If we move on to the trading environment, first take a look at competition. What we've seen in the competition, we'll move back and forth between Poland and Russia. What we've seen generally is you've probably listened to some of the beer companies as well. What we've seen from the beer companies that are really struggling in Poland and Russia, both have negative growth. For 2008, it’s very interesting to note that the alcohol basket for Poland, beer lost 3% to the spirits in terms of total value market share.

And to be clear, this is the first time that I can remember probably in 12 years to 13 years that the beer companies have lost to the spirit in terms of value gains.
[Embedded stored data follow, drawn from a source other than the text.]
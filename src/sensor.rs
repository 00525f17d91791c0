//! Register-level access to the 6-channel NIR sensor: initialisation and
//! channel read-out.

use std::time::Duration;

use embedded_hal::delay::DelayNs;

use crate::bus::RegisterBus;
use crate::config::SensorConfig;
use crate::data::model::{RawSample, CHANNELS};
use crate::error::{PlastiscanError, Result};
use crate::timing::{wait, CancelToken};

/// Control register value that triggers a soft reset.
pub const CONTROL_RESET: u8 = 0x80;
/// Control register value for continuous measurement.
pub const CONTROL_CONTINUOUS: u8 = 0x03;

fn write<B, D>(
    bus: &mut B,
    delay: &mut D,
    config: &SensorConfig,
    cancel: &CancelToken,
    register: u8,
    value: u8,
) -> Result<()>
where
    B: RegisterBus + ?Sized,
    D: DelayNs + ?Sized,
{
    bus.write_register(register, value)
        .map_err(|source| PlastiscanError::Bus { register, source })?;
    if !wait(delay, Duration::from_millis(config.write_settle_ms), cancel) {
        return Err(PlastiscanError::Cancelled);
    }
    Ok(())
}

/// Reset the device, program the integration time and start continuous
/// measurement. Returns the hardware version byte.
///
/// Every write is followed by the configured settle time; the reset pulse
/// gets the longer reset settle time on top.
pub fn setup_sensor<B, D>(
    bus: &mut B,
    config: &SensorConfig,
    delay: &mut D,
    cancel: &CancelToken,
) -> Result<u8>
where
    B: RegisterBus + ?Sized,
    D: DelayNs + ?Sized,
{
    let regs = &config.registers;
    channel_registers(regs.data_start)?;

    write(bus, delay, config, cancel, regs.control, CONTROL_RESET)?;
    if !wait(delay, Duration::from_millis(config.reset_settle_ms), cancel) {
        return Err(PlastiscanError::Cancelled);
    }

    write(bus, delay, config, cancel, regs.integration_time, config.integration_time)?;
    if let Some(led) = config.led_control {
        write(bus, delay, config, cancel, regs.led_control, led)?;
    }
    write(bus, delay, config, cancel, regs.control, CONTROL_CONTINUOUS)?;

    let version = bus
        .read_register(regs.hw_version)
        .map_err(|source| PlastiscanError::Bus {
            register: regs.hw_version,
            source,
        })?;
    log::info!(
        "Sensor at {:#04x} ready (hw version {version:#04x}, integration {:#04x})",
        config.address,
        config.integration_time
    );
    Ok(version)
}

/// Read all channels in channel order.
///
/// Channel `i` is assembled from the high byte at `data_start + 2i + 1`
/// followed by the low byte at `data_start + 2i`.
pub fn read_channels<B>(bus: &mut B, config: &SensorConfig) -> Result<RawSample>
where
    B: RegisterBus + ?Sized,
{
    read_channels_cancellable(bus, config, &CancelToken::new())
}

/// Low-byte register of every channel. Fails when the data block does not
/// fit in the 8-bit register space.
fn channel_registers(data_start: u8) -> Result<[u8; CHANNELS]> {
    let mut regs = [0u8; CHANNELS];
    for (i, reg) in regs.iter_mut().enumerate() {
        *reg = u8::try_from(2 * i)
            .ok()
            .and_then(|offset| data_start.checked_add(offset))
            .filter(|low| *low < u8::MAX)
            .ok_or_else(|| {
                PlastiscanError::config(format!(
                    "data block starting at {data_start:#04x} runs past register 0xff"
                ))
            })?;
    }
    Ok(regs)
}

/// [`read_channels`], checking `cancel` before every register read.
pub fn read_channels_cancellable<B>(
    bus: &mut B,
    config: &SensorConfig,
    cancel: &CancelToken,
) -> Result<RawSample>
where
    B: RegisterBus + ?Sized,
{
    let registers = channel_registers(config.registers.data_start)?;
    let mut channels = [0u16; CHANNELS];

    for (slot, low_reg) in channels.iter_mut().zip(registers) {
        let high_reg = low_reg + 1;

        let mut read = |register: u8| {
            if cancel.is_cancelled() {
                return Err(PlastiscanError::Cancelled);
            }
            bus.read_register(register)
                .map_err(|source| PlastiscanError::Bus { register, source })
        };
        let high = read(high_reg)?;
        let low = read(low_reg)?;
        *slot = u16::from_be_bytes([high, low]);
    }

    let raw = RawSample::new(channels);
    log::debug!("raw sample {raw}");
    Ok(raw)
}

#[cfg(test)]
mod tests {
    use super::*;
    use crate::bus::{BusFault, SimulatedBus};
    use crate::timing::testing::RecordingDelay;

    /// Logs the order of register reads.
    struct TracingBus {
        inner: SimulatedBus,
        reads: Vec<u8>,
    }

    impl RegisterBus for TracingBus {
        fn write_register(&mut self, register: u8, value: u8) -> std::result::Result<(), BusFault> {
            self.inner.write_register(register, value)
        }

        fn read_register(&mut self, register: u8) -> std::result::Result<u8, BusFault> {
            self.reads.push(register);
            self.inner.read_register(register)
        }
    }

    #[test]
    fn setup_sequence_and_settle_times() {
        let config = SensorConfig::default();
        let mut bus = SimulatedBus::new();
        bus.poke(0x00, 0x3F);
        let mut delay = RecordingDelay::default();

        let version = setup_sensor(&mut bus, &config, &mut delay, &CancelToken::new()).unwrap();

        assert_eq!(version, 0x3F);
        assert_eq!(bus.writes(), &[(0x04, 0x80), (0x05, 0xC0), (0x04, 0x03)]);
        assert_eq!(delay.total_ms, 3 * 100 + 1000);
    }

    #[test]
    fn led_control_is_written_when_configured() {
        let config = SensorConfig {
            led_control: Some(0x09),
            ..SensorConfig::default()
        };
        let mut bus = SimulatedBus::new();
        setup_sensor(&mut bus, &config, &mut RecordingDelay::default(), &CancelToken::new())
            .unwrap();
        assert!(bus.writes().contains(&(0x07, 0x09)));
    }

    #[test]
    fn setup_can_be_cancelled_during_reset_settle() {
        let token = CancelToken::new();
        let mut delay = RecordingDelay {
            total_ms: 0,
            cancel_after: Some((500, token.clone())),
        };
        let mut bus = SimulatedBus::new();
        let err = setup_sensor(&mut bus, &SensorConfig::default(), &mut delay, &token).unwrap_err();
        assert!(matches!(err, PlastiscanError::Cancelled));
        assert_eq!(bus.writes(), &[(0x04, 0x80)]);
    }

    #[test]
    fn reads_high_then_low_in_channel_order() {
        let config = SensorConfig::default();
        let raw = RawSample::new([0x0102, 0x0304, 0x0506, 0x0708, 0x090A, 0x0B0C]);
        let mut bus = TracingBus {
            inner: SimulatedBus::with_spectrum(0x08, &raw),
            reads: Vec::new(),
        };

        assert_eq!(read_channels(&mut bus, &config).unwrap(), raw);
        assert_eq!(
            bus.reads,
            vec![0x09, 0x08, 0x0B, 0x0A, 0x0D, 0x0C, 0x0F, 0x0E, 0x11, 0x10, 0x13, 0x12]
        );
    }

    #[test]
    fn failed_read_reports_the_register() {
        let config = SensorConfig::default();
        let mut bus = SimulatedBus::with_spectrum(0x08, &RawSample::new([1; 6]));
        // channel 3 high byte
        bus.fail_reads(0x0F, 1);

        match read_channels(&mut bus, &config) {
            Err(PlastiscanError::Bus { register, source }) => {
                assert_eq!(register, 0x0F);
                assert_eq!(source, BusFault::Nack);
            }
            other => panic!("expected bus error, got {other:?}"),
        }
    }

    #[test]
    fn data_block_past_the_register_space_is_a_config_error() {
        let mut config = SensorConfig::default();
        config.registers.data_start = 0xF8;
        let mut bus = SimulatedBus::new();

        let err = read_channels(&mut bus, &config).unwrap_err();
        assert!(matches!(err, PlastiscanError::Config(_)));
        assert_eq!(bus.read_count(), 0);

        let err = setup_sensor(&mut bus, &config, &mut RecordingDelay::default(), &CancelToken::new())
            .unwrap_err();
        assert!(matches!(err, PlastiscanError::Config(_)));
        assert!(bus.writes().is_empty());

        // Last high byte lands exactly on 0xff.
        config.registers.data_start = 0xF4;
        assert!(read_channels(&mut bus, &config).is_ok());
    }

    #[test]
    fn cancelled_read_stops_before_touching_the_bus() {
        let token = CancelToken::new();
        token.cancel();
        let mut bus = SimulatedBus::new();
        let err = read_channels_cancellable(&mut bus, &SensorConfig::default(), &token).unwrap_err();
        assert!(matches!(err, PlastiscanError::Cancelled));
        assert_eq!(bus.read_count(), 0);
    }
}
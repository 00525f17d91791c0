use std::path::PathBuf;
use std::time::Duration;

use anyhow::{Context, Result};
use clap::{Parser, ValueEnum};

use plastiscan::bus::{RegisterBus, SimulatedBus};
use plastiscan::config::AppConfig;
use plastiscan::data::loader::load_references;
use plastiscan::data::model::{RawSample, ReferenceTable, CHANNELS};
use plastiscan::operator::{ConsoleOperator, OperatorInput};
use plastiscan::sink::{ConsoleSink, HttpSink, LabelledCsvSink};
use plastiscan::timing::StdDelay;
use plastiscan::{AcquisitionLoop, CancelToken, Pipeline, PlastiscanError};

const DEFAULT_SIM_SPECTRUM: &str = "1200,1500,1100,1300,1400,1250";

#[derive(Debug, Clone, Copy, PartialEq, Eq, ValueEnum)]
enum LogData {
    /// Ask the operator at startup
    Ask,
    Yes,
    No,
}

#[derive(Parser)]
#[command(name = "plastiscan", version)]
#[command(about = "Identify microplastics from a 6-channel NIR sensor", long_about = None)]
struct Cli {
    /// JSON configuration file
    #[arg(short, long, env = "PLASTISCAN_CONFIG")]
    config: Option<PathBuf>,

    /// Reference spectra (.json / .csv) replacing the built-in table
    #[arg(short, long)]
    references: Option<PathBuf>,

    /// Post every result to this URL
    #[arg(long, env = "PLASTISCAN_SERVER_URL")]
    server_url: Option<String>,

    /// Labelled data log
    #[arg(long)]
    csv_path: Option<PathBuf>,

    /// Operator-labelled CSV logging
    #[arg(long, value_enum, default_value_t = LogData::Ask)]
    log_data: LogData,

    /// Stop after this many cycles
    #[arg(short = 'n', long)]
    cycles: Option<u64>,

    /// Use an in-memory sensor returning this raw spectrum
    #[arg(
        long,
        value_name = "C0,...,C5",
        num_args = 0..=1,
        default_missing_value = DEFAULT_SIM_SPECTRUM,
        value_parser = parse_spectrum
    )]
    simulate: Option<RawSample>,

    /// I2C device (overrides the config file)
    #[arg(long)]
    bus: Option<PathBuf>,
}

fn parse_spectrum(s: &str) -> Result<RawSample, String> {
    let values = s
        .split(',')
        .map(|tok| tok.trim().parse::<u16>().map_err(|e| format!("'{tok}': {e}")))
        .collect::<Result<Vec<u16>, String>>()?;
    let n = values.len();
    <[u16; CHANNELS]>::try_from(values)
        .map(RawSample::new)
        .map_err(|_| format!("expected {CHANNELS} channels, got {n}"))
}

fn open_bus(cli: &Cli, config: &AppConfig) -> Result<Box<dyn RegisterBus>> {
    if let Some(spectrum) = &cli.simulate {
        log::info!("Simulated sensor returning {spectrum}");
        return Ok(Box::new(SimulatedBus::with_spectrum(
            config.sensor.registers.data_start,
            spectrum,
        )));
    }
    open_hardware_bus(config)
}

#[cfg(feature = "linux")]
fn open_hardware_bus(config: &AppConfig) -> Result<Box<dyn RegisterBus>> {
    use plastiscan::bus::I2cRegisterBus;

    let path = &config.sensor.bus_path;
    let i2c = linux_embedded_hal::I2cdev::new(path)
        .with_context(|| format!("opening {}", path.display()))?;
    log::info!("Using {} at {:#04x}", path.display(), config.sensor.address);
    Ok(Box::new(I2cRegisterBus::new(i2c, config.sensor.address)))
}

#[cfg(not(feature = "linux"))]
fn open_hardware_bus(_config: &AppConfig) -> Result<Box<dyn RegisterBus>> {
    anyhow::bail!("built without the `linux` feature; run with --simulate or rebuild with --features linux")
}

fn build_pipeline(config: &AppConfig) -> Result<Pipeline> {
    let conditioner = config.conditioning.conditioner()?;
    let table = match &config.references.path {
        Some(path) => load_references(path, config.references.precondition.then_some(&conditioner))?,
        None => ReferenceTable::builtin(&conditioner)?,
    };
    Ok(Pipeline::new(conditioner, table, config.matching.metric))
}

fn main() -> Result<()> {
    env_logger::Builder::from_env(env_logger::Env::default().default_filter_or("info")).init();

    let cli = Cli::parse();

    let mut config = AppConfig::load(cli.config.as_deref())?;
    if let Some(path) = &cli.references {
        config.references.path = Some(path.clone());
    }
    if let Some(url) = &cli.server_url {
        config.sinks.server_url = Some(url.clone());
    }
    if let Some(path) = &cli.csv_path {
        config.sinks.csv_path = path.clone();
    }
    if let Some(path) = &cli.bus {
        config.sensor.bus_path = path.clone();
    }

    // Config errors are fatal here, before the sensor is touched.
    let pipeline = build_pipeline(&config).context("loading reference table")?;
    let bus = open_bus(&cli, &config)?;

    let cancel = CancelToken::new();
    let handler_token = cancel.clone();
    ctrlc::set_handler(move || {
        log::info!("Stopping after the current step");
        handler_token.cancel();
    })
    .context("installing Ctrl-C handler")?;

    let mut acquisition =
        AcquisitionLoop::new(bus, StdDelay, config.sensor.clone(), &config.acquisition, pipeline)
            .with_sink(Box::new(ConsoleSink::stdout()));

    // The sensor is brought up before the operator is asked anything.
    match acquisition.setup(&cancel) {
        Err(PlastiscanError::Cancelled) => {
            log::info!("Cancelled during sensor setup");
            return Ok(());
        }
        other => other.context("sensor setup")?,
    }

    if let Some(url) = &config.sinks.server_url {
        log::info!("Posting results to {url}");
        acquisition.add_sink(Box::new(HttpSink::new(
            url.clone(),
            Duration::from_millis(config.sinks.http_timeout_ms),
        )));
    }

    let mut operator = ConsoleOperator::stdio(cancel.clone());
    let log_data = match cli.log_data {
        LogData::Yes => true,
        LogData::No => false,
        LogData::Ask => operator.confirm("Enable data logging?"),
    };
    if log_data {
        log::info!("Logging labelled data to {}", config.sinks.csv_path.display());
        acquisition.add_sink(Box::new(LabelledCsvSink::new(
            config.sinks.csv_path.clone(),
            operator,
        )));
    }

    let stats = acquisition.run(&cancel, cli.cycles)?;
    log::info!(
        "{} cycles: {} classified, {} unknown, {} bus errors, {} sink errors",
        stats.cycles,
        stats.classified,
        stats.unknown,
        stats.bus_errors,
        stats.sink_errors
    );
    Ok(())
}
So it's quite interesting to see the consumer move now as beer has sort of tapped out at its consumption per capita levels and the same thing is happening in Russia and even more so sometimes in crisis in countries like Poland and Russia where spirit is sort of historical let's say drink of choice that we believe spirit could gain also additional two beer in the current trading environment. But I think it was very interesting to note that it is the first time in 12 years, 13 years beer has lost to spirits in Poland.

If you look at also what our competitors are doing, look first at the Belvedere Group in Poland, again that the company is not emerging out of their bankruptcy protection. They got another six month stay from the French courts. And my guess is could they get another six months, I guess the limit is January '010 is the last time they could stay under the bankruptcy protection. What we're seeing is they're losing considerable market share. And the company month by month, we certainly believe is having more and more difficulty of their liquidity.
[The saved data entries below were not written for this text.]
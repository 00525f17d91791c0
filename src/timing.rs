//! Timed waits and cooperative cancellation.

use std::sync::atomic::{AtomicBool, Ordering};
use std::sync::Arc;
use std::time::Duration;

use embedded_hal::delay::DelayNs;

/// Longest single sleep inside a cancellable wait.
const WAIT_SLICE_MS: u64 = 50;

/// Shared stop flag, checked between cycles, register operations and wait
/// slices. Clones observe the same flag.
#[derive(Debug, Clone, Default)]
pub struct CancelToken(Arc<AtomicBool>);

impl CancelToken {
    pub fn new() -> Self {
        Self::default()
    }

    pub fn cancel(&self) {
        self.0.store(true, Ordering::SeqCst);
    }

    pub fn is_cancelled(&self) -> bool {
        self.0.load(Ordering::SeqCst)
    }
}

/// `DelayNs` backed by `std::thread::sleep`.
#[derive(Debug, Clone, Copy, Default)]
pub struct StdDelay;

impl DelayNs for StdDelay {
    fn delay_ns(&mut self, ns: u32) {
        std::thread::sleep(Duration::from_nanos(ns.into()));
    }

    fn delay_ms(&mut self, ms: u32) {
        std::thread::sleep(Duration::from_millis(ms.into()));
    }
}

/// Wait `duration` in short slices. Returns `false` if cancelled before the
/// full duration elapsed.
pub fn wait<D: DelayNs + ?Sized>(delay: &mut D, duration: Duration, cancel: &CancelToken) -> bool {
    let mut remaining = duration.as_millis() as u64;
    while remaining > 0 {
        if cancel.is_cancelled() {
            return false;
        }
        let slice = remaining.min(WAIT_SLICE_MS);
        delay.delay_ms(slice as u32);
        remaining -= slice;
    }
    !cancel.is_cancelled()
}

#[cfg(test)]
pub(crate) mod testing {
    use super::*;

    /// Records requested delay instead of sleeping.
    #[derive(Debug, Default)]
    pub struct RecordingDelay {
        pub total_ms: u64,
        /// Cancel this token once `total_ms` reaches the threshold.
        pub cancel_after: Option<(u64, CancelToken)>,
    }

    impl DelayNs for RecordingDelay {
        fn delay_ns(&mut self, ns: u32) {
            self.delay_ms(ns / 1_000_000);
        }

        fn delay_ms(&mut self, ms: u32) {
            self.total_ms += u64::from(ms);
            if let Some((limit, token)) = &self.cancel_after {
                if self.total_ms >= *limit {
                    token.cancel();
                }
            }
        }
    }
}

#[cfg(test)]
mod tests {
    use super::testing::RecordingDelay;
    use super::*;

    #[test]
    fn full_wait_is_sliced() {
        let mut delay = RecordingDelay::default();
        assert!(wait(&mut delay, Duration::from_millis(2000), &CancelToken::new()));
        assert_eq!(delay.total_ms, 2000);
    }

    #[test]
    fn cancellation_cuts_the_wait_short() {
        let token = CancelToken::new();
        let mut delay = RecordingDelay {
            total_ms: 0,
            cancel_after: Some((200, token.clone())),
        };
        assert!(!wait(&mut delay, Duration::from_millis(2000), &token));
        assert_eq!(delay.total_ms, 200);
    }

    #[test]
    fn clones_share_the_flag() {
        let a = CancelToken::new();
        let b = a.clone();
        b.cancel();
        assert!(a.is_cancelled());
    }
}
In terms of state companies, also that they continue to struggle. As I mentioned on previous calls, we see continued loss of market share from most state companies. If we look at Russia, what we're seeing in Russia is that we mentioned on the last call that there was some bankruptcies of some key competitors, Gross [ph] and Veda [ph]. This is certainly helping the rest of us in the marketplace gain market share. Also, you have a number of Ukranian companies. Certainly, Ukraine is going through its own problems.

I think some of the Ukranian companies, that’s a very large in Ukraine but also very large in Russia, especially companies like Salusvictan [ph] and Hortiza, some of the leading companies in Ukraine with big operations in Russia. They're also struggling to stay afloat, not only because of the Russian operations, but also because of their local problems in Ukraine that they're having with the local economic environment there.
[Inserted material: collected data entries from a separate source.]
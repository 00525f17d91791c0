use std::io::{self, BufRead, Write};
use std::sync::mpsc::{self, Receiver, RecvTimeoutError};
use std::thread;
use std::time::Duration;

use crate::timing::CancelToken;

/// How often a pending prompt checks for cancellation.
const POLL: Duration = Duration::from_millis(50);

/// Interactive operator prompts. Answers are optional: an empty answer or
/// closed input means "skip" and never blocks later cycles.
pub trait OperatorInput {
    /// Yes/no question; anything but "yes"/"y" is no.
    fn confirm(&mut self, question: &str) -> bool;

    /// Ask for the true label of the current sample.
    fn ask_label(&mut self) -> Option<String>;
}

/// Prompts on a writer and takes answers line by line from a reader thread.
///
/// A prompt waiting for an answer gives up as soon as the cancel token
/// fires, so shutdown is never held up by an unanswered question.
pub struct ConsoleOperator<W> {
    lines: Receiver<io::Result<String>>,
    output: W,
    cancel: CancelToken,
    closed: bool,
}

impl ConsoleOperator<io::Stdout> {
    pub fn stdio(cancel: CancelToken) -> Self {
        Self::new(io::BufReader::new(io::stdin()), io::stdout(), cancel)
    }
}

impl<W: Write> ConsoleOperator<W> {
    pub fn new<R>(input: R, output: W, cancel: CancelToken) -> Self
    where
        R: BufRead + Send + 'static,
    {
        let (tx, lines) = mpsc::channel();
        let reader = thread::Builder::new()
            .name("operator-input".into())
            .spawn(move || {
                let mut input = input;
                loop {
                    let mut line = String::new();
                    match input.read_line(&mut line) {
                        Ok(0) => break,
                        Ok(_) => {
                            if tx.send(Ok(line)).is_err() {
                                break;
                            }
                        }
                        Err(e) => {
                            let _ = tx.send(Err(e));
                            break;
                        }
                    }
                }
            });
        // Without a reader the sender is gone and every prompt reads as closed.
        if let Err(e) = reader {
            log::warn!("operator input unavailable: {e}");
        }
        Self {
            lines,
            output,
            cancel,
            closed: false,
        }
    }

    pub fn into_output(self) -> W {
        self.output
    }

    fn prompt(&mut self, text: &str) -> Option<String> {
        if self.closed || self.cancel.is_cancelled() {
            return None;
        }
        if let Err(e) = write!(self.output, "{text}").and_then(|_| self.output.flush()) {
            log::warn!("operator prompt failed: {e}");
        }
        loop {
            match self.lines.recv_timeout(POLL) {
                Ok(Ok(line)) => return Some(line.trim().to_string()),
                Ok(Err(e)) => {
                    log::warn!("reading operator input failed: {e}");
                    self.closed = true;
                    return None;
                }
                Err(RecvTimeoutError::Timeout) => {
                    if self.cancel.is_cancelled() {
                        log::debug!("prompt abandoned on shutdown");
                        return None;
                    }
                }
                Err(RecvTimeoutError::Disconnected) => {
                    log::info!("operator input closed; skipping further prompts");
                    self.closed = true;
                    return None;
                }
            }
        }
    }
}

impl<W: Write> OperatorInput for ConsoleOperator<W> {
    fn confirm(&mut self, question: &str) -> bool {
        self.prompt(&format!("{question} (yes/no): "))
            .map(|a| matches!(a.to_ascii_lowercase().as_str(), "yes" | "y"))
            .unwrap_or(false)
    }

    fn ask_label(&mut self) -> Option<String> {
        self.prompt("Enter microplastic type (or press Enter to skip): ")
            .filter(|l| !l.is_empty())
    }
}

impl<T: OperatorInput + ?Sized> OperatorInput for Box<T> {
    fn confirm(&mut self, question: &str) -> bool {
        (**self).confirm(question)
    }

    fn ask_label(&mut self) -> Option<String> {
        (**self).ask_label()
    }
}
Generally, we don't have any major exposure to the region, in terms of Baltics or Ukraine in terms of any really risk of bad debt or other companies basically other regions are having more difficulty, these smaller countries. So generally, we are quite well protected in terms of exposure to the region.

If we turn to the consumer, what we're seeing with the consumer is that through 2008 the economy sector had a continual slide, quite rapid slide downwards in terms of market share. What we're seeing now is that's more stabilizing with maybe a small slide or stabilizing and then the move towards more and more mainstream and that's really happening in Poland, Russia and Hungary.

And what does that mean for us? Well, our biggest market share in all three of these markets is in the mainstream category. So generally, this trade, say trade down or from premium to mainstream is not so bad for us as this is our largest market share areas.

And even further to that, even we look at 2009 what's happening, our best performing products in Poland and Russia in terms of market share growth has been bold which is not even in premium, it’s in the subpremium category and Juravli which is in the subpremium category in Russia. I think this only brand specific but generally, the consumer is trading down into generally mainstream and which is a not again, not a bad thing for our Company's position today.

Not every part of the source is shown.